Epigenomic Modifications in Cardiac Aging: A Roadmap to Rejuvenation Therapies

Background: Cardiac aging is a major contributor to cardiovascular morbidity and mortality, yet therapeutic options to reverse or slow this process remain limited. The progressive decline in myocardial performance is linked to cumulative molecular damage, chronic inflammation, metabolic inflexibility, and loss of regenerative capacity. Emerging evidence highlights epigenomic remodeling—specifically histone modifications and DNA methylation—as a critical determinant of cardiomyocyte senescence and myocardial dysfunction. These alterations affect chromatin structure and transcriptional programs essential for maintaining cardiac homeostasis, leading to silencing of protective genes and activation of pathogenic pathways.
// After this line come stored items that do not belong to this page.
impl GeoQuery {
    pub(crate) fn start(
        store: Arc<dyn DocumentStore>,
        center: Coordinate,
        radius_km: f64,
        write_precision: usize,
    ) -> Result<Self> {
        geom::validate_radius(radius_km)?;
        let radius_km = geom::cap_radius(radius_km);
        let ranges = ranges_for_circle(&center, radius_km, write_precision);
        log::debug!(
            "starting geo query at ({}, {}) radius {radius_km} km over {} ranges",
            center.lat(),
            center.lng(),
            ranges.len()
        );

        let core = Arc::new(QueryCore {
            state: Mutex::new(QueryState {
                center,
                radius_km,
                write_precision,
                ranges: ranges.clone(),
                subscriptions: Vec::new(),
                tracked: FxHashMap::default(),
                loading: ranges.to_vec(),
                ready_fired: false,
                stopped: false,
                pending: VecDeque::new(),
                dispatching: false,
                dispatched_members: FxHashMap::default(),
                ready_dispatched: false,
                unreported_errors: Vec::new(),
            }),
            callbacks: Mutex::new(Callbacks::default()),
        });

        let query = Self { core, store };
        Self::activate_ranges(&query.core, &query.store, &ranges);
        Ok(query)
    }

    /// Subscribe to and initially scan each range. Per-range failures are
    /// surfaced through the error hook; the query stays live on the rest.
    /// Bails out as soon as the query is stopped.
    fn activate_ranges(
        core: &Arc<QueryCore>,
        store: &Arc<dyn DocumentStore>,
        ranges: &[QueryRange],
    ) {
        for range in ranges {
            if core.state.lock().stopped {
                return;
            }
            let listener = Arc::new(QueryRangeListener {
                core: Arc::downgrade(core),
                range: range.clone(),
            });
            match store.subscribe_range(&range.start, &range.end, listener) {
                Ok(id) => {
                    let mut state = core.state.lock();
                    if state.stopped {
                        drop(state);
                        if let Err(error) = store.unsubscribe(id) {
                            log::warn!(
                                "failed to unsubscribe [{}, {}): {error}",
                                range.start,
                                range.end
                            );
                        }
                        return;
                    }
                    state.subscriptions.push((range.clone(), id));
                }
                Err(error) => {
                    let mut state = core.state.lock();
                    state.queue_error(GeoWatchError::StoreUnavailable(format!(
                        "subscribe [{}, {}) failed: {error}",
                        range.start, range.end
                    )));
                    state.settle_range(range);
                    continue;
                }
            }

            match store.scan_range(&range.start, &range.end) {
                Ok(entries) => {
                    let mut state = core.state.lock();
                    for (key, value) in entries {
                        match LocationRecord::from_value(&value)
                            .and_then(|r| Ok((r.coordinate()?, r)))
                        {
                            Ok((coord, record)) => state.apply_update(&key, coord, record.geohash),
                            // Poisons this record only; the scan continues.
                            Err(error) => state.queue_error(error),
                        }
                    }
                    state.settle_range(range);
                }
                Err(error) => {
                    let mut state = core.state.lock();
                    state.queue_error(GeoWatchError::StoreUnavailable(format!(
                        "scan [{}, {}) failed: {error}",
                        range.start, range.end
                    )));
                    state.settle_range(range);
                }
            }
        }
        core.drain();
    }

    fn push_listener(&self, listener: Listener) {
        {
            let mut state = self.core.state.lock();
            if state.stopped {
                return;
            }
            state.pending.push_back(QueryEvent::Register(listener));
        }
        self.core.drain();
    }

    /// Notify when a key enters the circle. Current members are replayed to
    /// the new hook immediately.
    pub fn on_entered<F>(&self, f: F)
    where
        F: Fn(&str, Coordinate) + Send + Sync + 'static,
    {
        self.push_listener(Listener::Entered(Arc::new(f)));
    }

    /// Notify when a member leaves the circle or is removed from the store.
    pub fn on_exited<F>(&self, f: F)
    where
        F: Fn(&str) + Send + Sync + 'static,
    {
        self.push_listener(Listener::Exited(Arc::new(f)));
    }

    /// Notify when a member changes coordinates but stays inside the circle.
    pub fn on_moved<F>(&self, f: F)
    where
        F: Fn(&str, Coordinate) + Send + Sync + 'static,
    {
        self.push_listener(Listener::Moved(Arc::new(f)));
    }

    /// Notify once the initial scans of all current ranges have completed.
    /// Re-armed when a center/radius update adds new ranges.
    pub fn on_ready<F>(&self, f: F)
    where
        F: Fn() + Send + Sync + 'static,
    {
        self.push_listener(Listener::Ready(Arc::new(f)));
    }

    /// Notify about per-record and per-range failures. Errors raised before
    /// the first error hook was attached are replayed to it.
    pub fn on_error<F>(&self, f: F)
    where
        F: Fn(&GeoWatchError) + Send + Sync + 'static,
    {
        self.push_listener(Listener::Error(Arc::new(f)));
    }

    /// Move the query circle.
    ///
    /// Ranges still covered keep their subscriptions, dropped ranges are torn
    /// down, new ranges are scanned fresh. Keys already tracked are
    /// re-validated against the new geometry in place rather than re-fetched.
    ///
    /// Returns before any resulting notification runs: teardown of dropped
    /// ranges, the scans of added ranges, and callback dispatch all proceed
    /// on a background thread.
    pub fn update_center_and_radius(&self, center: Coordinate, radius_km: f64) -> Result<()> {
        geom::validate_radius(radius_km)?;
        let radius_km = geom::cap_radius(radius_km);

        let (added, dropped, has_pending) = {
            let mut state = self.core.state.lock();
            if state.stopped {
                return Err(GeoWatchError::QueryStopped);
            }
            let new_ranges = ranges_for_circle(&center, radius_km, state.write_precision);

            let added: Vec<QueryRange> = new_ranges
                .iter()
                .filter(|r| !state.ranges.contains(r))
                .cloned()
                .collect();
            let (kept, dropped): (Vec<_>, Vec<_>) = state
                .subscriptions
                .drain(..)
                .partition(|(range, _)| new_ranges.contains(range));
            state.subscriptions = kept;
            state.ranges = new_ranges;
            state.center = center;
            state.radius_km = radius_km;

            // Re-validate every tracked key against the new geometry.
            let QueryState {
                ranges,
                tracked,
                pending,
                loading,
                ..
            } = &mut *state;
            loading.retain(|range| ranges.contains(range));
            let mut evicted = Vec::new();
            for (key, entry) in tracked.iter_mut() {
                if !ranges.iter().any(|r| r.contains(&entry.geohash)) {
                    evicted.push(key.clone());
                    continue;
                }
                let inside = distance_km(&center, &entry.coord) <= radius_km;
                match (entry.in_circle, inside) {
                    (true, false) => pending.push_back(QueryEvent::Exited { key: key.clone() }),
                    (false, true) => pending.push_back(QueryEvent::Entered {
                        key: key.clone(),
                        coord: entry.coord,
                    }),
                    _ => {}
                }
                entry.in_circle = inside;
            }
            for key in evicted {
                let entry = tracked.remove(&key).expect("key collected above");
                if entry.in_circle {
                    pending.push_back(QueryEvent::Exited { key });
                }
            }

            if !added.is_empty() {
                // Restart initial-load tracking for the new ranges only.
                state.ready_fired = false;
                state.ready_dispatched = false;
                state.loading.extend(added.iter().cloned());
            }

            log::debug!(
                "geo query moved to ({}, {}) radius {radius_km} km: {} added, {} dropped ranges",
                center.lat(),
                center.lng(),
                added.len(),
                dropped.len()
            );
            (added, dropped, !state.pending.is_empty())
        };

        if added.is_empty() && dropped.is_empty() && !has_pending {
            return Ok(());
        }

        // Teardown, fresh scans, and dispatch happen off this thread so no
        // caller hook ever runs inside the recomputation call.
        let core = Arc::clone(&self.core);
        let store = Arc::clone(&self.store);
        std::thread::spawn(move || {
            for (range, id) in dropped {
                if let Err(error) = store.unsubscribe(id) {
                    log::warn!("failed to unsubscribe [{}, {}): {error}", range.start, range.end);
                }
            }
            core.drain();
            Self::activate_ranges(&core, &store, &added);
        });
        Ok(())
    }

    /// Stop the query: unsubscribe every range listener, then discard the
    /// membership state. Idempotent; no callbacks fire afterwards.
    pub fn stop(&self) {
        let subscriptions = {
            let mut state = self.core.state.lock();
            if state.stopped {
                return;
            }
            state.stopped = true;
            std::mem::take(&mut state.subscriptions)
        };

        for (range, id) in subscriptions {
            if let Err(error) = self.store.unsubscribe(id) {
                log::warn!("failed to unsubscribe [{}, {}): {error}", range.start, range.end);
            }
        }

        let mut state = self.core.state.lock();
        state.tracked.clear();
        state.pending.clear();
        state.loading.clear();
        state.dispatched_members.clear();
        *self.core.callbacks.lock() = Callbacks::default();
        log::debug!("geo query stopped");
    }

    /// Current query center.
    pub fn center(&self) -> Coordinate {
        self.core.state.lock().center
    }

    /// Current (capped) radius in kilometers.
    pub fn radius_km(&self) -> f64 {
        self.core.state.lock().radius_km
    }

    /// Snapshot of the current covering ranges.
    pub fn ranges(&self) -> Vec<QueryRange> {
        self.core.state.lock().ranges.to_vec()
    }

    /// Snapshot of the current members (keys inside the circle), sorted.
    pub fn members(&self) -> Vec<(String, Coordinate)> {
        let state = self.core.state.lock();
        let mut members: Vec<(String, Coordinate)> = state
            .tracked
            .iter()
            .filter(|(_, entry)| entry.in_circle)
            .map(|(key, entry)| (key.clone(), entry.coord))
            .collect();
        members.sort_by(|a, b| a.0.cmp(&b.0));
        members
    }

    /// Whether the initial scans for the current ranges have completed.
    pub fn is_ready(&self) -> bool {
        self.core.state.lock().ready_dispatched
    }
}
Methods and Results: This study investigated genome-wide epigenomic changes in aged murine and human myocardium, correlating chromatin accessibility and methylation profiles with transcriptomic and functional outcomes. Aged cardiac tissues were subjected to ATAC-seq to assess open chromatin regions, ChIP-seq to evaluate histone modifications, and whole-genome bisulfite sequencing (WGBS) to map DNA methylation patterns. Integrated multi-omics analysis revealed age-associated silencing of mitochondrial biogenesis genes, oxidative phosphorylation regulators, and antifibrotic factors. This silencing was driven by increased promoter methylation and loss of activating histone marks such as H3K27ac and H3K4me3. Conclusion: Our findings provide compelling evidence that cardiac aging is governed, at least in part, by modifiable epigenomic alterations that repress genes essential for metabolic flexibility, contractile integrity, and anti-fibrotic balance. By mapping the chromatin landscape of the aged myocardium and demonstrating the efficacy of targeted epigenetic reprogramming in restoring youthful gene expression and cardiac performance, this study establishes a novel paradigm for rejuvenation-based therapy in age-associated cardiovascular disease. These results set the stage for a new class of epigenetic therapeutics that could delay or even reverse functional decline in the aging heart.